GXW supports literal string searches by enclosing the search term in “”. This works well if you know exactly what you are looking for but is very unforgiving as it must match exactly. If I search for “1117 wharf street” any record containing that exact string will be returned, and with a very high rank. If I get the search string incorrect, I will get no matches. “1117 whart street” “1117 wharf st” would both fail to match.
Modern search engines take the information entered by the end user and break it into a set of search terms which are evaluated, and the results ranked. Entering 1117 wharf street into the search box will cause three terms to be evaluated: 1117, wharf, and street. The mathematical theory behind how this evaluation works is generally known as TF-IDF. In simple terms, the more often the terms match a record the higher the rank for that record. This is balanced by inverse document frequency which de-emphasizes common strings (e.g. ‘the’) and gives increased importance to unique strings.

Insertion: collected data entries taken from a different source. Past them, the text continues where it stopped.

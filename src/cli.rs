//! Command-line interface: run the HTTP API, or use the extraction client,
//! merge engine and renderers directly on local files.

use std::path::{Path, PathBuf};
use std::str::FromStr;
use std::sync::Arc;

use clap::{Parser, Subcommand};
use thiserror::Error;

use crate::api::{start_api_server, ApiContext};
use crate::config::{AppConfig, ConfigError};
use crate::merge;
use crate::models::{Category, CategoryValue, ModelError};
use crate::pipeline::extraction::{DocumentPayload, ExtractionClient, ExtractionError, GeminiClient};
use crate::report::{self, RenderError, ReportFormat, WelcomeReport};

#[derive(Parser, Debug)]
#[command(name = "boasvindas")]
#[command(about = "Condominium welcome report: document extraction, merging and rendering")]
#[command(version)]
pub struct Cli {
    #[command(subcommand)]
    pub command: Command,
}

#[derive(Subcommand, Debug)]
pub enum Command {
    /// Serve the HTTP API
    Serve {
        /// Address to bind, overrides BOASVINDAS_BIND
        #[arg(long)]
        bind: Option<std::net::SocketAddr>,
    },
    /// Extract documents of one category and print the fragment as JSON.
    /// Several files are consolidated in a single request.
    Extract {
        #[arg(required = true)]
        files: Vec<PathBuf>,
        /// Category tag, e.g. `convencao`, `financeiro`, `certidoes`
        #[arg(short, long)]
        category: String,
        /// Declared MIME type when the extension is not enough
        #[arg(long)]
        mime: Option<String>,
    },
    /// Render a saved report model (JSON) as HTML, PDF or DOCX
    Report {
        input: PathBuf,
        /// `html` (or `pdf`, printable HTML), `native-pdf`, `word`/`docx`
        #[arg(short, long, default_value = "html")]
        format: String,
        /// Output file; defaults to the report's own file name
        #[arg(short, long)]
        output: Option<PathBuf>,
        /// Override the manager name from the model
        #[arg(long)]
        manager_name: Option<String>,
    },
    /// Fold fragment files through the merge engine and print the result
    Merge {
        #[arg(short, long)]
        category: String,
        #[arg(required = true)]
        fragments: Vec<PathBuf>,
    },
}

#[derive(Error, Debug)]
pub enum CliError {
    #[error(transparent)]
    Config(#[from] ConfigError),

    #[error("GEMINI_API_KEY is not set")]
    MissingApiKey,

    #[error("Cannot access {path}: {source}")]
    Io {
        path: PathBuf,
        source: std::io::Error,
    },

    #[error("Invalid JSON in {path}: {source}")]
    Json {
        path: PathBuf,
        source: serde_json::Error,
    },

    #[error(transparent)]
    Model(#[from] ModelError),

    #[error(transparent)]
    Extraction(#[from] ExtractionError),

    #[error(transparent)]
    Render(#[from] RenderError),

    #[error("Server error: {0}")]
    Server(String),
}

/// Run one parsed command to completion.
pub async fn execute(cli: Cli, config: AppConfig) -> Result<(), CliError> {
    match cli.command {
        Command::Serve { bind } => serve(config, bind).await,
        Command::Extract {
            files,
            category,
            mime,
        } => {
            let category = Category::from_str(&category)?;
            let client: Arc<dyn ExtractionClient> = Arc::new(gemini_client(&config)?);
            let fragment = extract_files(client, files, category, mime).await?;
            print_json(&fragment.to_json());
            Ok(())
        }
        Command::Report {
            input,
            format,
            output,
            manager_name,
        } => {
            let format = ReportFormat::from_str(&format)?;
            let path = render_report_file(&input, format, output, manager_name.as_deref())?;
            println!("{}", path.display());
            Ok(())
        }
        Command::Merge {
            category,
            fragments,
        } => {
            let category = Category::from_str(&category)?;
            match merge_fragment_files(category, &fragments)? {
                Some(value) => print_json(&value.to_json()),
                None => println!("null"),
            }
            Ok(())
        }
    }
}

fn print_json(value: &serde_json::Value) {
    match serde_json::to_string_pretty(value) {
        Ok(text) => println!("{text}"),
        Err(_) => println!("{value}"),
    }
}

pub fn gemini_client(config: &AppConfig) -> Result<GeminiClient, CliError> {
    let api_key = config
        .gemini_api_key
        .as_deref()
        .ok_or(CliError::MissingApiKey)?;
    Ok(GeminiClient::new(
        &config.gemini_base_url,
        api_key,
        &config.gemini_model,
        config.request_timeout_secs,
    )?
    .with_max_file_bytes(config.max_file_bytes))
}

async fn serve(config: AppConfig, bind: Option<std::net::SocketAddr>) -> Result<(), CliError> {
    let client = Arc::new(gemini_client(&config)?);
    let addr = bind.unwrap_or(config.bind_addr);
    tracing::info!(
        model = %config.gemini_model,
        workers = config.workers,
        policy = ?config.removal_policy,
        "Starting API"
    );

    let ctx = ApiContext::new(config, client);
    let server = start_api_server(ctx, addr).await.map_err(CliError::Server)?;
    tracing::info!(addr = %server.addr, "Listening");

    if let Err(e) = tokio::signal::ctrl_c().await {
        tracing::warn!("Cannot listen for shutdown signal: {e}");
    }
    server.stop().await;
    Ok(())
}

fn read_file(path: &Path) -> Result<Vec<u8>, CliError> {
    std::fs::read(path).map_err(|source| CliError::Io {
        path: path.to_path_buf(),
        source,
    })
}

fn read_json(path: &Path) -> Result<serde_json::Value, CliError> {
    serde_json::from_slice(&read_file(path)?).map_err(|source| CliError::Json {
        path: path.to_path_buf(),
        source,
    })
}

fn load_payload(path: &Path, mime: Option<&str>) -> Result<DocumentPayload, CliError> {
    let bytes = read_file(path)?;
    let file_name = path
        .file_name()
        .map(|n| n.to_string_lossy().into_owned())
        .unwrap_or_else(|| "document".to_string());
    Ok(DocumentPayload::new(file_name, mime, bytes))
}

/// Run the blocking client off the async runtime. One file goes through
/// `extract`, several through `extract_many`.
pub async fn extract_files(
    client: Arc<dyn ExtractionClient>,
    paths: Vec<PathBuf>,
    category: Category,
    mime: Option<String>,
) -> Result<CategoryValue, CliError> {
    let mut payloads = paths
        .iter()
        .map(|path| load_payload(path, mime.as_deref()))
        .collect::<Result<Vec<_>, _>>()?;
    tracing::info!(count = payloads.len(), category = %category, "Extracting");

    let result = if payloads.len() == 1 {
        let payload = payloads.remove(0);
        tokio::task::spawn_blocking(move || client.extract(&payload, category)).await
    } else {
        tokio::task::spawn_blocking(move || client.extract_many(&payloads, category)).await
    };
    result
        .map_err(|e| CliError::Server(format!("extraction task failed: {e}")))?
        .map_err(CliError::from)
}

/// Fold fragment files in the order given. `None` when no fragment
/// contributed.
pub fn merge_fragment_files(
    category: Category,
    paths: &[PathBuf],
) -> Result<Option<CategoryValue>, CliError> {
    let fragments = paths
        .iter()
        .map(|path| Ok(CategoryValue::from_json(category, read_json(path)?)?))
        .collect::<Result<Vec<_>, CliError>>()?;
    tracing::debug!(category = %category, count = fragments.len(), "Merging fragments");
    Ok(merge::fold(fragments))
}

/// Render `input` and write it to `output`, or next to the input under the
/// report's own file name. Returns the written path.
pub fn render_report_file(
    input: &Path,
    format: ReportFormat,
    output: Option<PathBuf>,
    manager_name: Option<&str>,
) -> Result<PathBuf, CliError> {
    let mut model: WelcomeReport =
        serde_json::from_value(read_json(input)?).map_err(|source| CliError::Json {
            path: input.to_path_buf(),
            source,
        })?;
    if let Some(name) = manager_name.map(str::trim).filter(|n| !n.is_empty()) {
        model.manager_name = name.to_string();
    }

    let rendered = report::render(&model, format)?;
    let path = output.unwrap_or_else(|| {
        input
            .parent()
            .unwrap_or_else(|| Path::new("."))
            .join(&rendered.file_name)
    });
    std::fs::write(&path, &rendered.bytes).map_err(|source| CliError::Io {
        path: path.clone(),
        source,
    })?;
    Ok(path)
}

Substrings are also evaluated and found but will have a lower rank that non-substrings. For example, if I have a record with the string ‘Michael’ in it. A search for Michael will return a higher rank than a search for Micha (leading substring) which will return a higher rank than a search for chae (interior substring).
In our industry, location matters, so the ranking of results also takes location into account.
If location services are enabled on the client, results closer to the user location are ranked higher than similar results further away. If there is a chain of coffee kiosks called Serious Coffee and I search for coffee, the kiosk closest to my location will be returned.
Even if location services are not enabled, location is still considered. If I search for coffee, a record within my current map extent will receive a higher rank than a record outside my current map extent.
TF-IDF evaluation against the search terms, and location are blended to give a result an overall rank. The order of search results displayed in GXW is determined by that rank.
A few other things to be aware of:
Search will not return results from layers that have had their visibility toggled off (programmatically or via layer list).
Search will return results from layers that are set to be visible in the layer list, including layers that are not currently visible because of map scale. (e.g. The Parcels layer may be set to visible, but may not be visible due to map scale; they will still be searched).
Search respects the isSearchable setting that you have control over for layers, and individual attributes in GXW Designer. You can choose to exclude certain layers or attribute fields from participating in search.
Search respects layer definition expressions (filters) configured in the webmap. Specifically, if you’ve use a layer definition expression to remove certain records, those records will not be returned by search.
A search term that looks like a number (e.g. the 1117 in 1117 wharf street) will be used to search against numeric fields of records, but must match exact numeric value. Said differently there is no concept of ‘close enough’ when searching numeric data. Search is smart enough to ignore thousands separators, and also smart enough to take locale into account. Search is also smart enough to accommodate the match to the precision displayed in the user interface for floating point values.
Date type fields are not searched by GXW search.
Geocode suggestions are automatically enclosed in “” when selected to make it more likely you will get that exact record as your search result.
Geocode results are also ranked numerically, but this is done in Esri code, not in GXW code, so you may see some discrepancies in ranking of results between Geocode and non-geocode results.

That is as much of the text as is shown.